→ **Task objective**: Those lines of the data that hold the word "VecDeque" are to be copied out.

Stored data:

· · · · ·

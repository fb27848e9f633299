use alloc::collections::VecDeque;
use alloc::vec::Vec;

use super::Input;
use crate::common::InputError;

/// Replays a fixed list of answers.
///
/// Coordinates outside the requested bounds are skipped, the same way a
/// terminal player would be re-prompted. Running out of answers yields
/// [`InputError::Closed`].
#[derive(Debug, Clone, Default)]
pub struct ScriptedInput {
    players: Option<usize>,
    coords: VecDeque<(usize, usize)>,
}

impl ScriptedInput {
    pub fn new(coords: impl IntoIterator<Item = (usize, usize)>) -> Self {
        Self {
            players: None,
            coords: coords.into_iter().collect(),
        }
    }

    /// Answer the player-count question with `n`.
    pub fn with_players(mut self, n: usize) -> Self {
        self.players = Some(n);
        self
    }

    /// Answers not consumed yet.
    pub fn remaining(&self) -> Vec<(usize, usize)> {
        self.coords.iter().copied().collect()
    }
}

impl Input for ScriptedInput {
    fn request_player_count(&mut self) -> Result<usize, InputError> {
        match self.players {
            Some(n) if n >= 1 => Ok(n),
            _ => Err(InputError::Closed),
        }
    }

    fn request_coordinate(
        &mut self,
        max_x: usize,
        max_y: usize,
    ) -> Result<(usize, usize), InputError> {
        while let Some((x, y)) = self.coords.pop_front() {
            if x <= max_x && y <= max_y {
                return Ok((x, y));
            }
            log::warn!("skipping scripted guess ({}, {}) outside bounds", x, y);
        }
        Err(InputError::Closed)
    }
}

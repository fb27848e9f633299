//! Game configuration: board dimensions, ship count, guess budget and markers.

use crate::common::BoardError;

pub const DEFAULT_WIDTH: usize = 5;
pub const DEFAULT_HEIGHT: usize = 5;
pub const DEFAULT_SHIPS: usize = 1;
pub const DEFAULT_GUESSES: u32 = 5;
/// Invalid answers tolerated per prompt before the terminal input gives up.
pub const DEFAULT_INPUT_ATTEMPTS: u32 = 10;

/// Display symbols used when rendering the grid.
#[derive(Debug, Clone, Copy, PartialEq, Eq)]
#[cfg_attr(feature = "std", derive(serde::Serialize, serde::Deserialize))]
pub struct Markers {
    pub blank: char,
    pub miss: char,
    pub ship: char,
}

impl Default for Markers {
    fn default() -> Self {
        Self {
            blank: 'O',
            miss: 'X',
            ship: 'S',
        }
    }
}

/// Immutable settings for one game session.
#[derive(Debug, Clone, Copy, PartialEq, Eq)]
#[cfg_attr(feature = "std", derive(serde::Serialize, serde::Deserialize))]
pub struct GameConfig {
    pub width: usize,
    pub height: usize,
    pub ship_count: usize,
    /// Number of rounds allowed before the game ends without a winner.
    pub guesses: u32,
    pub markers: Markers,
    /// `None` re-prompts forever.
    pub input_attempts: Option<u32>,
}

impl Default for GameConfig {
    fn default() -> Self {
        Self {
            width: DEFAULT_WIDTH,
            height: DEFAULT_HEIGHT,
            ship_count: DEFAULT_SHIPS,
            guesses: DEFAULT_GUESSES,
            markers: Markers::default(),
            input_attempts: Some(DEFAULT_INPUT_ATTEMPTS),
        }
    }
}

impl GameConfig {
    /// Number of addressable cells on the grid, or `None` if it overflows.
    pub fn cell_count(&self) -> Option<usize> {
        self.width.checked_mul(self.height)
    }

    /// Check that the board can be built and hold `ship_count` ships.
    pub fn validate(&self) -> Result<(), BoardError> {
        if self.width == 0 || self.height == 0 {
            return Err(BoardError::InvalidDimensions);
        }
        let available = self.cell_count().ok_or(BoardError::InvalidDimensions)?;
        if self.ship_count > available {
            return Err(BoardError::CapacityExceeded {
                requested: self.ship_count,
                available,
            });
        }
        Ok(())
    }
}

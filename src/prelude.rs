//! Commonly used types and utilities for ease of import.

pub use crate::{
    generate_unique_coordinates, make_players, new_board, Board, Game, GameConfig, GameStatus,
    Input, Outcome, Player, ScriptedInput, View,
};

#[cfg(feature = "std")]
pub use crate::{init_logging, TerminalInput, TerminalView};
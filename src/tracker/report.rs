use chrono::{DateTime, Utc};
use serde::Serialize;

use crate::antenna::{AntennaOrientation, Direction};
use crate::predict::{GroundPosition, LookAngle};
use crate::tracker::correction::AngularError;

#[derive(Debug, Clone, Serialize)]
pub struct CycleReport {
    pub timestamp: DateTime<Utc>,
    #[serde(flatten)]
    pub outcome: CycleOutcome,
}

#[derive(Debug, Clone, Serialize)]
#[serde(tag = "state", rename_all = "snake_case")]
pub enum CycleOutcome {
    BelowHorizon {
        target: LookAngle,
    },
    ElevationAnomaly {
        target: LookAngle,
    },
    PropagationFailed {
        message: String,
    },
    Tracking {
        target: LookAngle,
        ground: GroundPosition,
        steps: Vec<CorrectionStep>,
    },
    Stopped,
}

impl CycleOutcome {
    pub fn nudges(&self) -> usize {
        match self {
            CycleOutcome::Tracking { steps, .. } => steps.iter().map(|s| s.issued.len()).sum(),
            _ => 0,
        }
    }
}

/// One correction sub-iteration. `actual` is `None` when the rotor could not be read.
#[derive(Debug, Clone, Serialize)]
pub struct CorrectionStep {
    pub actual: Option<AntennaOrientation>,
    pub error: Option<AngularError>,
    pub issued: Vec<Direction>,
}

impl CorrectionStep {
    pub fn unavailable() -> Self {
        Self {
            actual: None,
            error: None,
            issued: Vec::new(),
        }
    }
}

#[cfg(test)]
mod tests {
    use super::*;
    use chrono::TimeZone;

    #[test]
    fn serializes_with_state_tag() {
        let report = CycleReport {
            timestamp: Utc.with_ymd_and_hms(2016, 9, 18, 15, 50, 0).unwrap(),
            outcome: CycleOutcome::BelowHorizon {
                target: LookAngle::new(12.5, -3.0),
            },
        };
        let json = serde_json::to_value(&report).unwrap();
        assert_eq!(json["state"], "below_horizon");
        assert_eq!(json["timestamp"], "2016-09-18T15:50:00Z");
        assert_eq!(json["target"]["elevation_deg"], -3.0);
    }

    #[test]
    fn counts_issued_nudges() {
        let outcome = CycleOutcome::Tracking {
            target: LookAngle::new(160.0, 10.0),
            ground: GroundPosition {
                latitude_deg: 0.0,
                longitude_deg: 0.0,
                altitude_km: 700.0,
            },
            steps: vec![
                CorrectionStep {
                    actual: Some(AntennaOrientation::new(165.0, 5.0)),
                    error: Some(AngularError {
                        azimuth_deg: 5.0,
                        elevation_deg: -5.0,
                    }),
                    issued: vec![Direction::Left, Direction::Up],
                },
                CorrectionStep::unavailable(),
            ],
        };
        assert_eq!(outcome.nudges(), 2);
        assert_eq!(CycleOutcome::Stopped.nudges(), 0);
    }
}
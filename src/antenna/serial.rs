use std::io::{self, Read, Write};
use std::time::Duration;

use serialport::SerialPort;

use crate::antenna::{Antenna, AntennaError, AntennaOrientation, Direction};

const QUERY_POSITION: u8 = b'?';
const MAX_REPLY_LEN: usize = 64;

/// Rotor controller on a serial line.
///
/// Steps are single command bytes (`u`, `d`, `l`, `r`). A `?` query is answered with one
/// line holding azimuth and elevation in degrees, separated by whitespace or a comma.
pub struct SerialAntenna<P = Box<dyn SerialPort>> {
    port: P,
}

impl SerialAntenna {
    pub fn open(path: &str, baud_rate: u32, timeout: Duration) -> Result<Self, AntennaError> {
        let port = serialport::new(path, baud_rate)
            .timeout(timeout)
            .open()
            .map_err(|source| AntennaError::Open {
                port: path.to_string(),
                source,
            })?;
        log::info!("Opened rotor on {} at {} baud", path, baud_rate);
        Ok(Self::new(port))
    }
}

impl<P: Read + Write> SerialAntenna<P> {
    pub fn new(port: P) -> Self {
        Self { port }
    }

    fn query(&mut self) -> io::Result<String> {
        self.port.write_all(&[QUERY_POSITION])?;
        self.port.flush()?;

        let mut reply = Vec::new();
        let mut byte = [0u8; 1];
        loop {
            if self.port.read(&mut byte)? == 0 {
                return Err(io::ErrorKind::UnexpectedEof.into());
            }
            match byte[0] {
                b'\n' => break,
                b'\r' => {}
                b => reply.push(b),
            }
            if reply.len() > MAX_REPLY_LEN {
                return Err(io::Error::new(
                    io::ErrorKind::InvalidData,
                    "rotor reply too long",
                ));
            }
        }

        String::from_utf8(reply).map_err(|e| io::Error::new(io::ErrorKind::InvalidData, e))
    }
}

impl<P: Read + Write> Antenna for SerialAntenna<P> {
    fn read_orientation(&mut self) -> Option<AntennaOrientation> {
        let reply = match self.query() {
            Ok(reply) => reply,
            Err(e) => {
                log::debug!("Rotor position query failed: {}", e);
                return None;
            }
        };
        let orientation = parse_orientation(&reply);
        if orientation.is_none() {
            log::debug!("Unparsable rotor reply: {:?}", reply);
        }
        orientation
    }

    fn nudge(&mut self, direction: Direction) {
        let result = self
            .port
            .write_all(&[direction.command_byte()])
            .and_then(|_| self.port.flush());
        if let Err(e) = result {
            log::warn!("Failed to send {} to rotor: {}", direction, e);
        }
    }
}

fn parse_orientation(reply: &str) -> Option<AntennaOrientation> {
    let mut fields = reply
        .split(|c: char| c == ',' || c.is_whitespace())
        .filter(|f| !f.is_empty());
    let azimuth: f64 = fields.next()?.parse().ok()?;
    let elevation: f64 = fields.next()?.parse().ok()?;
    if fields.next().is_some() || !azimuth.is_finite() || !elevation.is_finite() {
        return None;
    }
    Some(AntennaOrientation::new(azimuth, elevation))
}

#[cfg(test)]
mod tests {
    use super::*;
    use std::io::Cursor;

    struct FakePort {
        input: Cursor<Vec<u8>>,
        written: Vec<u8>,
    }

    impl FakePort {
        fn replying(reply: &str) -> Self {
            Self {
                input: Cursor::new(reply.as_bytes().to_vec()),
                written: Vec::new(),
            }
        }
    }

    impl Read for FakePort {
        fn read(&mut self, buf: &mut [u8]) -> io::Result<usize> {
            self.input.read(buf)
        }
    }

    impl Write for FakePort {
        fn write(&mut self, buf: &[u8]) -> io::Result<usize> {
            self.written.extend_from_slice(buf);
            Ok(buf.len())
        }

        fn flush(&mut self) -> io::Result<()> {
            Ok(())
        }
    }

    #[test]
    fn queries_position() {
        let mut antenna = SerialAntenna::new(FakePort::replying("165.5 5.25\r\n"));
        assert_eq!(
            antenna.read_orientation(),
            Some(AntennaOrientation::new(165.5, 5.25))
        );
        assert_eq!(antenna.port.written, b"?");
    }

    #[test]
    fn accepts_comma_separated_reply() {
        let mut antenna = SerialAntenna::new(FakePort::replying("160,10\n"));
        assert_eq!(
            antenna.read_orientation(),
            Some(AntennaOrientation::new(160.0, 10.0))
        );
    }

    #[test]
    fn silent_rotor_reads_as_unavailable() {
        let mut antenna = SerialAntenna::new(FakePort::replying(""));
        assert_eq!(antenna.read_orientation(), None);
    }

    #[test]
    fn garbage_reads_as_unavailable() {
        let mut antenna = SerialAntenna::new(FakePort::replying("ERR\n"));
        assert_eq!(antenna.read_orientation(), None);
        let mut antenna = SerialAntenna::new(FakePort::replying("1 2 3\n"));
        assert_eq!(antenna.read_orientation(), None);
    }

    #[test]
    fn nudges_are_single_bytes() {
        let mut antenna = SerialAntenna::new(FakePort::replying(""));
        antenna.nudge(Direction::Up);
        antenna.nudge(Direction::Down);
        antenna.nudge(Direction::Left);
        antenna.nudge(Direction::Right);
        assert_eq!(antenna.port.written, b"udlr");
    }
}
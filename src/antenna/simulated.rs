use crate::antenna::{Antenna, AntennaOrientation, Direction};

const MAX_AZIMUTH_DEG: f64 = 360.0;
const MAX_ELEVATION_DEG: f64 = 90.0;

/// A rotor that moves a fixed angle per step and stops at its end stops.
#[derive(Debug, Clone)]
pub struct SimulatedAntenna {
    orientation: AntennaOrientation,
    step_deg: f64,
}

impl SimulatedAntenna {
    pub fn new(start: AntennaOrientation, step_deg: f64) -> Self {
        Self {
            orientation: start,
            step_deg,
        }
    }

    #[cfg(test)]
    pub fn orientation(&self) -> AntennaOrientation {
        self.orientation
    }
}

impl Antenna for SimulatedAntenna {
    fn read_orientation(&mut self) -> Option<AntennaOrientation> {
        Some(self.orientation)
    }

    fn nudge(&mut self, direction: Direction) {
        let o = &mut self.orientation;
        match direction {
            Direction::Up => o.elevation_deg += self.step_deg,
            Direction::Down => o.elevation_deg -= self.step_deg,
            Direction::Right => o.azimuth_deg += self.step_deg,
            Direction::Left => o.azimuth_deg -= self.step_deg,
        }
        o.azimuth_deg = o.azimuth_deg.clamp(0.0, MAX_AZIMUTH_DEG);
        o.elevation_deg = o.elevation_deg.clamp(0.0, MAX_ELEVATION_DEG);
        log::debug!(
            "Simulated rotor {} -> az {:.2}, el {:.2}",
            direction,
            o.azimuth_deg,
            o.elevation_deg
        );
    }
}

· · · · ·

→ **Answer box**:
use alloc::collections::VecDeque;
    coords: VecDeque<(usize, usize)>,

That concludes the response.